Solving All the Wrong Problems - jackgavigan
http://www.nytimes.com/2016/07/10/opinion/sunday/solving-all-the-wrong-problems.html
======
pascalxus
People solve all the problems that can be solved. The rest are blocked by too
many barriers to entry or government regulations. If you want to see real
innovation: the type they'd like to see - you need the government to make it
legal. Currently, there's so many needless regulations on housing, trying to
innovate in that area is a complete non-starter. There are many other areas
that could be innovated in, with some (lots) loosening of regulations:
transportation, health industry, education, etc.
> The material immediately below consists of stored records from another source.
//! Voice pool: bounded polyphony with oldest-first eviction
//!
//! The pool owns a fixed table of `max_polyphony` voices allocated once at
//! construction. Triggering reconfigures a slot in place - a free one when
//! available, otherwise the oldest-started voice is evicted - so the note-on
//! path never allocates. Retriggering a pitch that is already sounding hard
//! stops the old voice first, which keeps rapid repeats from stacking.

use etude_core::types::EngineConfig;

use super::backend::SynthesisBackend;
use super::voice::Voice;

/// Ticket for releasing a specific triggered note
///
/// Carries the slot's generation so a handle kept past the voice's natural
/// death (or eviction) quietly does nothing instead of cutting off whatever
/// note reused the slot.
#[derive(Clone, Copy, Debug, PartialEq, Eq)]
pub struct VoiceHandle {
    index: usize,
    generation: u32,
}

pub struct VoicePool {
    voices: Vec<Voice>,
    backend: Box<dyn SynthesisBackend>,
    sample_rate: f32,
    min_note_ms: f32,
    /// Headroom so a full table does not clip when summed
    master_gain: f32,
    next_generation: u32,
}

impl VoicePool {
    /// Pre-allocate the voice table; no allocation happens after this
    pub fn new(config: &EngineConfig, backend: Box<dyn SynthesisBackend>, sample_rate: f32) -> Self {
        let max_polyphony = config.max_polyphony.max(1);
        let voices = (0..max_polyphony)
            .map(|_| Voice::idle(config.adsr, sample_rate))
            .collect();

        Self {
            voices,
            backend,
            sample_rate,
            min_note_ms: config.adsr.min_note_ms,
            master_gain: 1.0 / (max_polyphony as f32).sqrt(),
            next_generation: 0,
        }
    }

    pub fn sample_rate(&self) -> f32 {
        self.sample_rate
    }

    pub fn backend_name(&self) -> &'static str {
        self.backend.name()
    }

    /// Number of currently sounding voices
    pub fn active_count(&self) -> usize {
        self.voices.iter().filter(|v| v.is_active()).count()
    }

    /// Start a note, retriggering or evicting as needed
    pub fn trigger(&mut self, pitch: u8, velocity: f32, now_ms: f64) -> VoiceHandle {
        // Hard retrigger: a voice already sounding this pitch is stopped with
        // no fade before the new one starts
        for voice in &mut self.voices {
            if voice.is_active() && voice.pitch() == pitch {
                voice.force_stop();
            }
        }

        let index = match self.voices.iter().position(|v| !v.is_active()) {
            Some(free) => free,
            None => {
                // Table full: evict the oldest-started voice, any pitch
                let oldest = self
                    .voices
                    .iter()
                    .enumerate()
                    .min_by(|(_, a), (_, b)| {
                        a.started_at_ms()
                            .partial_cmp(&b.started_at_ms())
                            .unwrap_or(std::cmp::Ordering::Equal)
                    })
                    .map(|(i, _)| i)
                    .unwrap_or(0);
                self.voices[oldest].force_stop();
                oldest
            }
        };

        self.next_generation = self.next_generation.wrapping_add(1);
        let generation = self.next_generation;
        let tone = self.backend.build_tone(pitch, self.sample_rate);
        self.voices[index].start(pitch, velocity, tone, now_ms, generation);

        VoiceHandle { index, generation }
    }

    /// Release the note a handle refers to; stale handles are no-ops
    pub fn release(&mut self, handle: VoiceHandle, now_ms: f64) {
        let Some(voice) = self.voices.get_mut(handle.index) else {
            return;
        };
        if voice.generation() == handle.generation && voice.is_active() {
            voice.request_release(now_ms, self.min_note_ms, self.sample_rate);
        }
    }

    /// Release every sounding voice of a pitch (manual note-off path)
    pub fn release_pitch(&mut self, pitch: u8, now_ms: f64) {
        for voice in &mut self.voices {
            if voice.is_active() && voice.pitch() == pitch {
                voice.request_release(now_ms, self.min_note_ms, self.sample_rate);
            }
        }
    }

    /// Stop every voice immediately, with no release tail
    ///
    /// Used on pause/stop, where silence must be guaranteed before the state
    /// transition completes.
    pub fn release_all(&mut self) {
        for voice in &mut self.voices {
            voice.force_stop();
        }
    }

    /// Mix one mono output sample from all active voices
    #[inline]
    pub fn next_sample(&mut self) -> f32 {
        let mut sum = 0.0;
        for voice in &mut self.voices {
            sum += voice.next_sample();
        }
        sum * self.master_gain
    }
}

#[cfg(test)]
mod tests {
    use super::super::backend::HarmonicSynthesis;
    use super::*;

    const SAMPLE_RATE: f32 = 44100.0;

    fn pool(max_polyphony: usize) -> VoicePool {
        let config = EngineConfig {
            max_polyphony,
            ..EngineConfig::default()
        };
        VoicePool::new(&config, Box::new(HarmonicSynthesis), SAMPLE_RATE)
    }

    #[test]
    fn test_trigger_activates_a_voice() {
        let mut p = pool(10);
        assert_eq!(p.active_count(), 0);
        p.trigger(60, 0.8, 0.0);
        assert_eq!(p.active_count(), 1);
    }

    #[test]
    fn test_polyphony_never_exceeds_table_size() {
        let mut p = pool(10);
        for i in 0..25 {
            p.trigger(40 + i, 0.8, i as f64 * 10.0);
            assert!(p.active_count() <= 10);
        }
        assert_eq!(p.active_count(), 10);
    }

    #[test]
    fn test_capacity_evicts_exactly_the_oldest_voice() {
        let mut p = pool(3);
        p.trigger(60, 0.8, 100.0);
        p.trigger(62, 0.8, 50.0); // oldest by start time
        p.trigger(64, 0.8, 200.0);

        p.trigger(65, 0.8, 300.0);
        assert_eq!(p.active_count(), 3);
        let sounding: Vec<u8> = p
            .voices
            .iter()
            .filter(|v| v.is_active())
            .map(|v| v.pitch())
            .collect();
        assert!(!sounding.contains(&62), "oldest-started voice survived");
        assert!(sounding.contains(&60));
        assert!(sounding.contains(&64));
        assert!(sounding.contains(&65));
    }

    #[test]
    fn test_same_pitch_retrigger_does_not_stack() {
        let mut p = pool(10);
        for i in 0..8 {
            p.trigger(60, 0.8, i as f64 * 5.0);
        }
        assert_eq!(p.active_count(), 1);
    }

    #[test]
    fn test_release_all_guarantees_silence() {
        let mut p = pool(10);
        for i in 0..5 {
            p.trigger(60 + i, 0.8, 0.0);
        }
        p.release_all();
        assert_eq!(p.active_count(), 0);
        assert_eq!(p.next_sample(), 0.0);
    }

    #[test]
    fn test_stale_handle_is_a_no_op() {
        let mut p = pool(1);
        let first = p.trigger(60, 0.8, 0.0);
        // Same slot is reused for the next note
        let _second = p.trigger(62, 0.8, 10.0);

        p.release(first, 5_000.0);
        // The new note must still be sounding: the stale handle did nothing
        assert_eq!(p.active_count(), 1);
        assert!(!p.voices[0].is_releasing());
    }

    #[test]
    fn test_release_by_handle_and_pitch() {
        let mut p = pool(10);
        let handle = p.trigger(60, 0.8, 0.0);
        p.trigger(64, 0.8, 0.0);

        p.release(handle, 1_000.0);
        assert!(p.voices[0].is_releasing());

        p.release_pitch(64, 1_000.0);
        let releasing = p.voices.iter().filter(|v| v.is_releasing()).count();
        assert_eq!(releasing, 2);
    }

    #[test]
    fn test_mix_is_bounded() {
        let mut p = pool(10);
        for i in 0..10 {
            p.trigger(48 + i * 3, 1.0, 0.0);
        }
        for _ in 0..8000 {
            let s = p.next_sample();
            assert!(s.abs() <= 10.0f32.sqrt() + 1e-3, "mix {} out of headroom", s);
        }
    }
}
Until we get a better
government and a smarter voting public, things will remain the same, and we'll
continue to attempt innovation in the tiny subset of problems that we're
allowed to solve.

------
CarolineW
In case you're wondering why this obviously interesting and relevant article
gets no attention, I have no idea. This is the 8th submission in the past 10
days[0], and _none_ of them have got significant votes or discussion.

It's a mystery.

[0]
[https://hn.algolia.com/?query=Solving%20All%20the%20Wrong%20...](https://hn.algolia.com/?query=Solving%20All%20the%20Wrong%20Problems%20nytimes&sort=byDate&dateRange=all&type=story&storyText=false&prefix&page=0)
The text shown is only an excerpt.